New drugs are constantly required to combat drug resistance even though it can be minimised by the correct use of medicines by patients. They are also required for improving the treatment of existing diseases, the treatment of newly identified diseases and the production of safer drugs by the reduction or removal of adverse side effects.
1.3 Drug discovery and design: a historical outline
Since ancient times the peoples of the world have had a wide range of natural products that they use for medicinal purposes. These products, obtained from animal, vegetable and mineral sources, were sometimes very effective. However, many of the products were very toxic and it is interesting to note that the Greeks used the same word pharmakon for both poisons and medicinal products. Information about these ancient remedies was not readily available to users until the invention of the printing press in the fifteenth century. This led to the widespread publication and circulation of Herbals and Pharmacopoeias, which resulted in a rapid increase in the use, and misuse, of herbal and other remedies. Misuse of tartar emetic (antimony potassium tartrate) was the reason for its use being banned by the Paris parliament in 1566, probably the first recorded ban of its type. The usage of such remedies reached its height in the seventeenth century. However, improved communications between practitioners in the eighteenth and nineteenth centuries resulted in the progressive removal of preparations that were either ineffective or too toxic from Herbals and Pharmacopoeias. It also led to a more rational development of new drugs.

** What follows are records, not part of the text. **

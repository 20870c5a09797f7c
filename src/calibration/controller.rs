// Auto-calibration controller
//
// Periodic background task: zero recalibration when due, learned scale
// application, sensitivity adaptation. Cancelled through a ShutdownSignal,
// observed at the top of every iteration and during the period sleep.

use std::sync::Arc;
use std::time::Duration;

use tokio::task::JoinHandle;

use crate::context::AppContext;
use crate::error::{log_calibration_error, CalibrationError};
use crate::shutdown::ShutdownSignal;

/// Adapt recognition sensitivity to the recognition success rate
///
/// High success widens acceptance, low success tightens it. The result is
/// always clamped into `bounds`.
pub fn next_sensitivity(current: f32, success_rate: f32, bounds: (f32, f32), step: f32) -> f32 {
    let (low, high) = bounds;
    let next = if success_rate > 0.8 && current < high {
        current + step
    } else if success_rate < 0.4 && current > low {
        current - step
    } else {
        current
    };
    next.clamp(low, high)
}

/// What one controller iteration did
#[derive(Debug, Clone, Copy, Default, PartialEq)]
pub struct IterationReport {
    pub zero_calibrated: bool,
    pub learning_applied: bool,
    /// New sensitivity when it changed
    pub sensitivity: Option<f32>,
}

/// Handle to a running controller task
pub struct ControllerHandle {
    signal: ShutdownSignal,
    task: JoinHandle<()>,
}

impl ControllerHandle {
    pub fn is_finished(&self) -> bool {
        self.task.is_finished()
    }

    /// Request cancellation without waiting
    pub fn cancel(&self) {
        self.signal.trigger();
    }

    /// Cancel and wait for the loop to exit
    pub async fn stop(self) {
        self.signal.trigger();
        if let Err(e) = self.task.await {
            tracing::warn!("[AutoCal] Controller task ended abnormally: {}", e);
        }
    }
}

pub struct AutoCalController;

impl AutoCalController {
    /// Spawn the periodic loop on the current tokio runtime
    pub fn spawn(ctx: Arc<AppContext>) -> ControllerHandle {
        let signal = ShutdownSignal::new();
        let loop_signal = signal.clone();
        let task = tokio::spawn(async move {
            Self::run(ctx, loop_signal).await;
        });
        ControllerHandle { signal, task }
    }

    async fn run(ctx: Arc<AppContext>, signal: ShutdownSignal) {
        let period = Duration::from_millis(ctx.config().auto_cal.period_ms);
        tracing::info!("[AutoCal] Controller started (period {:?})", period);

        let mut iterations: u64 = 0;
        loop {
            if signal.is_triggered() || !ctx.auto_calibration_enabled() {
                break;
            }

            match Self::run_iteration(&ctx).await {
                Ok(report) => {
                    iterations += 1;
                    if report != IterationReport::default() {
                        tracing::info!("[AutoCal] Iteration {}: {:?}", iterations, report);
                    }
                }
                Err(e) => log_calibration_error(&e, "auto_calibration_iteration"),
            }

            if !signal.sleep(period).await {
                break;
            }
        }

        tracing::info!("[AutoCal] Controller stopped after {} iterations", iterations);
    }

    /// One pass of the controller
    ///
    /// Individual step failures are logged and do not abort the pass; only a
    /// poisoned state lock is returned.
    pub async fn run_iteration(ctx: &AppContext) -> Result<IterationReport, CalibrationError> {
        let mut report = IterationReport::default();

        if ctx.zero_calibration_due()? {
            tracing::info!("[AutoCal] Performing automatic zero calibration");
            match ctx.zero_calibrate(true).await {
                Ok(_) => report.zero_calibrated = true,
                Err(e) => log_calibration_error(&e, "automatic_zero_calibration"),
            }
        }

        if ctx.has_enough_learning_points()? {
            match ctx.apply_learned_calibration().await {
                Ok(_) => report.learning_applied = true,
                Err(e @ CalibrationError::LearnedScaleRejected { .. }) => {
                    tracing::debug!("[AutoCal] {}", e);
                }
                Err(e) => log_calibration_error(&e, "apply_learned_calibration"),
            }
        }

        report.sensitivity = ctx.adapt_sensitivity()?;
        Ok(report)
    }
}

#[cfg(test)]
mod tests {
    use super::*;

    const BOUNDS: (f32, f32) = (0.3, 0.9);

    #[test]
    fn high_success_rate_raises_sensitivity() {
        let next = next_sensitivity(0.6, 0.9, BOUNDS, 0.05);
        assert!((next - 0.65).abs() < 1e-6);
    }

    #[test]
    fn low_success_rate_lowers_sensitivity() {
        let next = next_sensitivity(0.6, 0.2, BOUNDS, 0.05);
        assert!((next - 0.55).abs() < 1e-6);
    }

    #[test]
    fn middling_success_rate_keeps_sensitivity() {
        assert_eq!(next_sensitivity(0.6, 0.5, BOUNDS, 0.05), 0.6);
    }

    #[test]
    fn sensitivity_stays_within_bounds() {
        assert_eq!(next_sensitivity(0.9, 1.0, BOUNDS, 0.05), 0.9);
        assert_eq!(next_sensitivity(0.3, 0.0, BOUNDS, 0.05), 0.3);
        assert!((next_sensitivity(0.88, 1.0, BOUNDS, 0.05) - 0.9).abs() < 1e-6);
        // Manual overrides outside the adaptive band are pulled back in
        assert_eq!(next_sensitivity(1.0, 0.5, BOUNDS, 0.05), 0.9);
        assert_eq!(next_sensitivity(0.1, 0.5, BOUNDS, 0.05), 0.3);
    }
}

The early nineteenth century saw the extraction of pure substances from plant material. These substances were of consistent quality but only a few of the compounds isolated proved to be satisfactory as therapeutic agents. The majority were found to be too toxic although many, such as morphine and cocaine for example, were extensively prescribed by physicians.
The search to find less toxic medicines than those based on natural sources resulted in the introduction of synthetic substances as drugs in the late nineteenth century and their widespread use in the twentieth century. This development was based on the structures of known pharmacologically active compounds, now referred to as leads. The approach adopted by most nineteenth century workers was to synthesise structures related to that of the lead and test these compounds for the required activity. These lead-related compounds are now referred to as analogues.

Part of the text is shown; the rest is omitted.